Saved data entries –

//! Iteration over the intrusive chained table.
//!
//! The iterator snapshots the bucket array once and then follows live chain
//! links, so it tolerates concurrent mutation without ever tearing, though
//! what it observes under concurrent writes is unspecified.

use std::sync::Arc;

use crate::adapter::KeyAdapter;

use super::{Buckets, ChainAdapter, IntrusiveChainedHash};

/// Iterates over the values of an intrusive table, bucket by bucket and
/// chain by chain.
pub struct Iter<'a, V, A, C>
where
    A: KeyAdapter<V>,
    C: ChainAdapter<V>,
{
    table: &'a IntrusiveChainedHash<V, A, C>,
    buckets: Arc<Buckets<V>>,
    /// Next bucket to scan once the current chain is exhausted.
    next_bucket: usize,
    /// Last value returned; the chain link of this value leads to the
    /// successor.
    last: Option<Arc<V>>,
    /// Set by [`Iter::remove`]: `last` already points at the successor, so
    /// the next call yields it without advancing again.
    removed: bool,
}

impl<'a, V, A, C> Iter<'a, V, A, C>
where
    A: KeyAdapter<V>,
    C: ChainAdapter<V>,
{
    pub(super) fn new(table: &'a IntrusiveChainedHash<V, A, C>) -> Self {
        Iter {
            table,
            buckets: table.snapshot(),
            next_bucket: 0,
            last: None,
            removed: false,
        }
    }

    fn scan(&mut self) -> Option<Arc<V>> {
        if self.removed {
            self.removed = false;
            return self.last.clone();
        }
        let chain = self.table.chain_adapter();
        if let Some(next) = self.last.as_ref().and_then(|v| chain.link(v).get()) {
            self.last = Some(Arc::clone(&next));
            return Some(next);
        }
        // first call, or current chain exhausted: find the next occupied
        // bucket
        while self.next_bucket < self.buckets.heads.len() {
            let head = self.buckets.heads[self.next_bucket].load_full();
            self.next_bucket += 1;
            if let Some(head) = head {
                self.last = Some(Arc::clone(&head));
                return Some(head);
            }
        }
        self.last = None;
        None
    }

    /// Removes the last value this iterator returned from the live table.
    ///
    /// The iterator advances to the successor before unlinking, so the next
    /// call to `next` remains valid.
    pub fn remove(&mut self) {
        if let Some(victim) = self.last.clone() {
            self.scan();
            self.removed = true;
            self.table.remove_value(&victim);
        }
    }
}

impl<V, A, C> Iterator for Iter<'_, V, A, C>
where
    A: KeyAdapter<V>,
    C: ChainAdapter<V>,
{
    type Item = Arc<V>;

    fn next(&mut self) -> Option<Arc<V>> {
        self.scan()
    }
}

/// Iterates over the derived keys of an intrusive table snapshot.
pub struct Keys<'a, V, A, C>
where
    A: KeyAdapter<V>,
    C: ChainAdapter<V>,
{
    iter: Iter<'a, V, A, C>,
}

impl<'a, V, A, C> Keys<'a, V, A, C>
where
    A: KeyAdapter<V>,
    C: ChainAdapter<V>,
{
    pub(super) fn new(table: &'a IntrusiveChainedHash<V, A, C>) -> Self {
        Keys {
            iter: Iter::new(table),
        }
    }

    /// Removes the entry whose key was last returned.
    pub fn remove(&mut self) {
        self.iter.remove();
    }
}

impl<V, A, C> Iterator for Keys<'_, V, A, C>
where
    A: KeyAdapter<V>,
    C: ChainAdapter<V>,
{
    type Item = A::Key;

    fn next(&mut self) -> Option<A::Key> {
        let table = self.iter.table;
        self.iter.next().map(|v| table.adapter().key_of(&v))
    }
}

/// Iterates over `(key, value)` pairs of an intrusive table snapshot.
pub struct Entries<'a, V, A, C>
where
    A: KeyAdapter<V>,
    C: ChainAdapter<V>,
{
    iter: Iter<'a, V, A, C>,
}

impl<'a, V, A, C> Entries<'a, V, A, C>
where
    A: KeyAdapter<V>,
    C: ChainAdapter<V>,
{
    pub(super) fn new(table: &'a IntrusiveChainedHash<V, A, C>) -> Self {
        Entries {
            iter: Iter::new(table),
        }
    }

    /// Removes the entry last returned.
    pub fn remove(&mut self) {
        self.iter.remove();
    }
}

impl<V, A, C> Iterator for Entries<'_, V, A, C>
where
    A: KeyAdapter<V>,
    C: ChainAdapter<V>,
{
    type Item = (A::Key, Arc<V>);

    fn next(&mut self) -> Option<(A::Key, Arc<V>)> {
        let table = self.iter.table;
        self.iter.next().map(|v| (table.adapter().key_of(&v), v))
    }
}

#[cfg(test)]
mod tests {
    use std::sync::Arc;

    use crate::adapter::HashedKey;
    use crate::intrusive::{ChainAdapter, IntrusiveChainedHash, Link};

    #[derive(Debug)]
    struct Node {
        id: String,
        link: Link<Node>,
    }

    impl Node {
        fn new(id: &str) -> Arc<Node> {
            Arc::new(Node {
                id: id.to_string(),
                link: Link::new(),
            })
        }
    }

    struct NodeChain;

    impl ChainAdapter<Node> for NodeChain {
        fn link<'a>(&self, value: &'a Node) -> &'a Link<Node> {
            &value.link
        }
    }

    type NodeTable = IntrusiveChainedHash<Node, HashedKey<String, fn(&Node) -> String>, NodeChain>;

    fn single_bucket_table() -> NodeTable {
        let f: fn(&Node) -> String = |n| n.id.clone();
        IntrusiveChainedHash::with_options(1, 0.5, false, HashedKey::new(f), NodeChain)
    }

    #[test]
    fn test_insertion_order_in_one_bucket() {
        let t = single_bucket_table();
        for id in ["A", "B", "C", "D"] {
            t.add(Node::new(id));
        }
        let order: Vec<String> = t.iter().map(|n| n.id.clone()).collect();
        assert_eq!(order, ["A", "B", "C", "D"]);
    }

    #[test]
    fn test_keys_and_entries() {
        let t = single_bucket_table();
        for id in ["A", "B", "C"] {
            t.add(Node::new(id));
        }
        let keys: Vec<String> = t.keys().collect();
        assert_eq!(keys, ["A", "B", "C"]);
        for (k, v) in t.entries() {
            assert_eq!(k, v.id);
        }
    }

    #[test]
    fn test_iterator_remove_keeps_position() {
        let t = single_bucket_table();
        for id in ["A", "B", "C", "D"] {
            t.add(Node::new(id));
        }
        let mut iter = t.iter();
        assert_eq!(iter.next().unwrap().id, "A");
        assert_eq!(iter.next().unwrap().id, "B");
        iter.remove();
        assert_eq!(t.len(), 3);
        assert!(t.get(&"B".to_string()).is_none());
        // iteration resumes at the successor of the removed value
        assert_eq!(iter.next().unwrap().id, "C");
        assert_eq!(iter.next().unwrap().id, "D");
        assert!(iter.next().is_none());
    }

    #[test]
    fn test_remove_before_next_is_a_noop() {
        let t = single_bucket_table();
        t.add(Node::new("A"));
        let mut iter = t.iter();
        iter.remove();
        assert_eq!(t.len(), 1);
        assert_eq!(iter.next().unwrap().id, "A");
    }

    #[test]
    fn test_remove_last_element() {
        let t = single_bucket_table();
        for id in ["A", "B"] {
            t.add(Node::new(id));
        }
        let mut iter = t.iter();
        let _ = iter.next();
        let _ = iter.next();
        iter.remove();
        assert!(iter.next().is_none());
        assert_eq!(t.len(), 1);
        assert!(t.get(&"B".to_string()).is_none());
    }
}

Task prompt –
Check every line above for the string "once" and state how many have it, with no other words.

Solution –
2